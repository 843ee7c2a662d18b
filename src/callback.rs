//! Verification of gateway callbacks.
//!
//! After a payment the gateway contacts the merchant twice:
//!
//! - the customer's browser is redirected to the start request's `url` with two
//!   query parameters, `r` (base64 JSON describing the outcome) and `s` (signature
//!   of the decoded JSON); see [`BackRedirect`]
//! - the gateway POSTs an instant payment notification (IPN) to the merchant's
//!   server, signed in the `Signature` header; see [`IpnMessage`]
//!
//! Both are signed with the merchant secret. Nothing is trusted before the
//! signature checks out.
//!
//! # Examples
//!
//! ```
//! use base64::{Engine, engine::general_purpose::STANDARD};
//! use simplepay::{
//!     callback::{BackEvent, BackRedirect},
//!     merchant::{Currency, MerchantCredential},
//!     signature::sign,
//! };
//!
//! let merchant = MerchantCredential::sandbox(Currency::Huf);
//! let json = r#"{"r":0,"t":501234567,"e":"SUCCESS","m":"PUBLICTESTHUF","o":"order-1"}"#;
//! let r = STANDARD.encode(json);
//! let s = sign(merchant.secret(), json.as_bytes());
//!
//! let back = BackRedirect::verify(&merchant, &r, &s).unwrap();
//! assert_eq!(back.event, BackEvent::Success);
//! assert_eq!(back.order_ref, "order-1");
//! ```

use base64::{Engine, engine::general_purpose::STANDARD};
use serde::{Deserialize, Serialize};
use serde_json::{Map, Value};
use tracing::{debug, instrument, warn};

use crate::{
    error::{Result, SimplePayError},
    merchant::MerchantCredential,
    models::TransactionStatus,
    signature, timestamp,
};

/// Outcome reported on the back redirect.
#[derive(Debug, Clone, Copy, PartialEq, Eq, Hash, Serialize, Deserialize)]
#[serde(rename_all = "UPPERCASE")]
pub enum BackEvent {
    /// Payment authorized.
    Success,
    /// Payment declined.
    Fail,
    /// Customer did not finish in time.
    Timeout,
    /// Customer cancelled on the payment page.
    Cancel,
}

/// Verified content of the back redirect's `r` parameter.
#[derive(Debug, Clone, PartialEq, Eq, Serialize, Deserialize)]
pub struct BackRedirect {
    /// Gateway response code.
    #[serde(rename = "r")]
    pub response_code: i64,
    /// Gateway transaction identifier.
    #[serde(rename = "t")]
    pub transaction_id: u64,
    /// What happened.
    #[serde(rename = "e")]
    pub event: BackEvent,
    /// Merchant identifier.
    #[serde(rename = "m")]
    pub merchant: String,
    /// Merchant order reference.
    #[serde(rename = "o")]
    pub order_ref: String,
}

impl BackRedirect {
    /// Decodes `r`, checks `s` against it and checks the merchant.
    ///
    /// # Errors
    ///
    /// Returns [`SimplePayError::CallbackError`] if `r` is not base64 JSON of the
    /// expected shape, the signature does not match, or the redirect names another
    /// merchant.
    #[instrument(skip_all, fields(merchant = merchant.merchant_id()))]
    pub fn verify(merchant: &MerchantCredential, r: &str, s: &str) -> Result<Self> {
        let json = STANDARD
            .decode(r.trim())
            .map_err(|e| SimplePayError::CallbackError(format!("'r' is not base64: {e}")))?;

        if !signature::verify(merchant.secret(), &json, s.trim()) {
            warn!("back redirect signature mismatch");
            return Err(SimplePayError::CallbackError("back redirect signature mismatch".to_owned()));
        }

        let back: Self = serde_json::from_slice(&json).map_err(|e| {
            SimplePayError::CallbackError(format!("unexpected back redirect payload: {e}"))
        })?;
        ensure_merchant(merchant, &back.merchant)?;

        debug!(event = ?back.event, transaction_id = back.transaction_id, "back redirect verified");
        Ok(back)
    }
}

/// Verified instant payment notification.
#[derive(Debug, Clone, PartialEq, Deserialize)]
#[serde(rename_all = "camelCase")]
pub struct IpnMessage {
    /// Gateway salt.
    pub salt: String,
    /// Merchant order reference.
    pub order_ref: String,
    /// Payment method used.
    pub method: String,
    /// Merchant identifier.
    pub merchant: String,
    /// When the transaction reached its final state.
    #[serde(default)]
    pub finish_date: Option<String>,
    /// When the customer paid.
    #[serde(default)]
    pub payment_date: Option<String>,
    /// Gateway transaction identifier.
    pub transaction_id: u64,
    /// Final status.
    pub status: TransactionStatus,
    #[serde(skip)]
    fields: Map<String, Value>,
}

/// Signed acknowledgement of an IPN, returned as the HTTP response body.
#[derive(Debug, Clone, PartialEq, Eq)]
pub struct IpnConfirmation {
    /// JSON body to return.
    pub body: String,
    /// Value for the `Signature` response header.
    pub signature: String,
}

impl IpnConfirmation {
    /// Response headers the gateway expects.
    #[must_use]
    pub fn headers(&self) -> [(&str, &str); 2] {
        [
            (crate::transaction::SIGNATURE_HEADER, self.signature.as_str()),
            ("Content-Type", "application/json"),
        ]
    }
}

impl IpnMessage {
    /// Checks `signature` over the raw `body` and parses it.
    ///
    /// `body` must be the bytes exactly as received.
    ///
    /// # Errors
    ///
    /// Returns [`SimplePayError::CallbackError`] if the signature does not match,
    /// the body is not an IPN object, or it names another merchant.
    #[instrument(skip_all, fields(merchant = merchant.merchant_id(), body_len = body.len()))]
    pub fn verify(merchant: &MerchantCredential, body: &[u8], signature: &str) -> Result<Self> {
        if !signature::verify(merchant.secret(), body, signature.trim()) {
            warn!("IPN signature mismatch");
            return Err(SimplePayError::CallbackError("IPN signature mismatch".to_owned()));
        }

        let fields: Map<String, Value> = serde_json::from_slice(body)
            .map_err(|e| SimplePayError::CallbackError(format!("IPN body is not a JSON object: {e}")))?;
        let mut message: Self = serde_json::from_value(Value::Object(fields.clone()))
            .map_err(|e| SimplePayError::CallbackError(format!("unexpected IPN payload: {e}")))?;
        ensure_merchant(merchant, &message.merchant)?;
        message.fields = fields;

        debug!(
            transaction_id = message.transaction_id,
            status = ?message.status,
            "IPN verified"
        );
        Ok(message)
    }

    /// Builds the acknowledgement: the received fields plus `receiveDate`, signed.
    ///
    /// # Errors
    ///
    /// Returns [`SimplePayError::SerializationError`] if the body cannot be encoded.
    pub fn confirm(
        &self,
        merchant: &MerchantCredential,
        receive_date: &str,
    ) -> Result<IpnConfirmation> {
        let mut fields = self.fields.clone();
        fields.insert("receiveDate".to_owned(), Value::String(receive_date.to_owned()));

        let body = serde_json::to_string(&fields).map_err(|e| {
            SimplePayError::SerializationError(format!("cannot encode IPN confirmation: {e}"))
        })?;
        let signature = signature::sign(merchant.secret(), body.as_bytes());

        Ok(IpnConfirmation { body, signature })
    }

    /// [`confirm`](Self::confirm) stamped with the current local time.
    ///
    /// # Errors
    ///
    /// Returns [`SimplePayError::SerializationError`] if the body cannot be encoded.
    pub fn confirm_now(&self, merchant: &MerchantCredential) -> Result<IpnConfirmation> {
        self.confirm(merchant, &timestamp::now())
    }
}

fn ensure_merchant(merchant: &MerchantCredential, received: &str) -> Result<()> {
    if received == merchant.merchant_id() {
        Ok(())
    } else {
        Err(SimplePayError::CallbackError(format!(
            "callback is for merchant '{received}', expected '{}'",
            merchant.merchant_id()
        )))
    }
}

#[cfg(test)]
mod tests {
    use super::*;
    use crate::merchant::Currency;

    const BACK_JSON: &str =
        r#"{"r":0,"t":501234567,"e":"SUCCESS","m":"PUBLICTESTHUF","o":"order-1"}"#;

    const IPN_BODY: &str = r#"{"salt":"223G0O2wZpqHmBPE7FOWNcoYpPlFDVcL","orderRef":"order-1","method":"CARD","merchant":"PUBLICTESTHUF","finishDate":"2024-05-01T14:35:00+02:00","paymentDate":"2024-05-01T14:34:00+02:00","transactionId":501234567,"status":"FINISHED"}"#;

    fn merchant() -> MerchantCredential {
        MerchantCredential::sandbox(Currency::Huf)
    }

    fn back_params(json: &str, secret: &str) -> (String, String) {
        (STANDARD.encode(json), signature::sign(secret, json.as_bytes()))
    }

    #[test]
    fn test_back_redirect_verifies() {
        let merchant = merchant();
        let (r, s) = back_params(BACK_JSON, merchant.secret());

        let back = BackRedirect::verify(&merchant, &r, &s).unwrap();
        assert_eq!(back.response_code, 0);
        assert_eq!(back.transaction_id, 501_234_567);
        assert_eq!(back.event, BackEvent::Success);
        assert_eq!(back.merchant, "PUBLICTESTHUF");
    }

    #[test]
    fn test_back_redirect_all_events() {
        let merchant = merchant();
        for (name, event) in [
            ("FAIL", BackEvent::Fail),
            ("TIMEOUT", BackEvent::Timeout),
            ("CANCEL", BackEvent::Cancel),
        ] {
            let json = BACK_JSON.replace("SUCCESS", name);
            let (r, s) = back_params(&json, merchant.secret());
            assert_eq!(BackRedirect::verify(&merchant, &r, &s).unwrap().event, event);
        }
    }

    #[test]
    fn test_back_redirect_wrong_secret() {
        let merchant = merchant();
        let (r, s) = back_params(BACK_JSON, "not-the-secret");

        let err = BackRedirect::verify(&merchant, &r, &s).unwrap_err();
        assert!(matches!(err, SimplePayError::CallbackError(msg) if msg.contains("mismatch")));
    }

    #[test]
    fn test_back_redirect_other_merchant() {
        let merchant = merchant();
        let json = BACK_JSON.replace("PUBLICTESTHUF", "SOMEONEELSE");
        let (r, s) = back_params(&json, merchant.secret());

        let err = BackRedirect::verify(&merchant, &r, &s).unwrap_err();
        assert!(matches!(err, SimplePayError::CallbackError(msg) if msg.contains("SOMEONEELSE")));
    }

    #[test]
    fn test_back_redirect_garbage() {
        let merchant = merchant();
        assert!(BackRedirect::verify(&merchant, "%%%", "x").is_err());

        let (r, s) = back_params(r#"{"hello":"world"}"#, merchant.secret());
        assert!(matches!(
            BackRedirect::verify(&merchant, &r, &s).unwrap_err(),
            SimplePayError::CallbackError(_)
        ));
    }

    #[test]
    fn test_ipn_verifies() {
        let merchant = merchant();
        let signature = signature::sign(merchant.secret(), IPN_BODY.as_bytes());

        let ipn = IpnMessage::verify(&merchant, IPN_BODY.as_bytes(), &signature).unwrap();
        assert_eq!(ipn.order_ref, "order-1");
        assert_eq!(ipn.transaction_id, 501_234_567);
        assert_eq!(ipn.status, TransactionStatus::Finished);
        assert_eq!(ipn.method, "CARD");
    }

    #[test]
    fn test_ipn_tampered_body() {
        let merchant = merchant();
        let signature = signature::sign(merchant.secret(), IPN_BODY.as_bytes());
        let tampered = IPN_BODY.replace("FINISHED", "REFUND");

        assert!(IpnMessage::verify(&merchant, tampered.as_bytes(), &signature).is_err());
    }

    #[test]
    fn test_ipn_confirmation() {
        let merchant = merchant();
        let signature = signature::sign(merchant.secret(), IPN_BODY.as_bytes());
        let ipn = IpnMessage::verify(&merchant, IPN_BODY.as_bytes(), &signature).unwrap();

        let confirmation = ipn.confirm(&merchant, "2024-05-01T14:36:00+02:00").unwrap();
        assert!(signature::verify(
            merchant.secret(),
            confirmation.body.as_bytes(),
            &confirmation.signature
        ));

        let body: Value = serde_json::from_str(&confirmation.body).unwrap();
        assert_eq!(body["receiveDate"], "2024-05-01T14:36:00+02:00");
        assert_eq!(body["orderRef"], "order-1");
        assert_eq!(body["transactionId"], 501_234_567);
        assert_eq!(body.as_object().unwrap().len(), 9);
        assert_eq!(confirmation.headers()[0].0, "Signature");
    }

    #[test]
    fn test_ipn_confirm_now() {
        let merchant = merchant();
        let signature = signature::sign(merchant.secret(), IPN_BODY.as_bytes());
        let ipn = IpnMessage::verify(&merchant, IPN_BODY.as_bytes(), &signature).unwrap();

        let confirmation = ipn.confirm_now(&merchant).unwrap();
        let body: Value = serde_json::from_str(&confirmation.body).unwrap();
        assert!(body["receiveDate"].as_str().is_some_and(|date| date.len() == 25));
    }
}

WHAT IS NEEDED:
Return each line from the records that includes the word "fields".

RESPONSE:
    #[instrument(skip_all, fields(merchant = merchant.merchant_id()))]
    fields: Map<String, Value>,
    #[instrument(skip_all, fields(merchant = merchant.merchant_id(), body_len = body.len()))]
        let fields: Map<String, Value> = serde_json::from_slice(body)
        let mut message: Self = serde_json::from_value(Value::Object(fields.clone()))
        message.fields = fields;
    /// Builds the acknowledgement: the received fields plus `receiveDate`, signed.
        let mut fields = self.fields.clone();
        fields.insert("receiveDate".to_owned(), Value::String(receive_date.to_owned()));
        let body = serde_json::to_string(&fields).map_err(|e| {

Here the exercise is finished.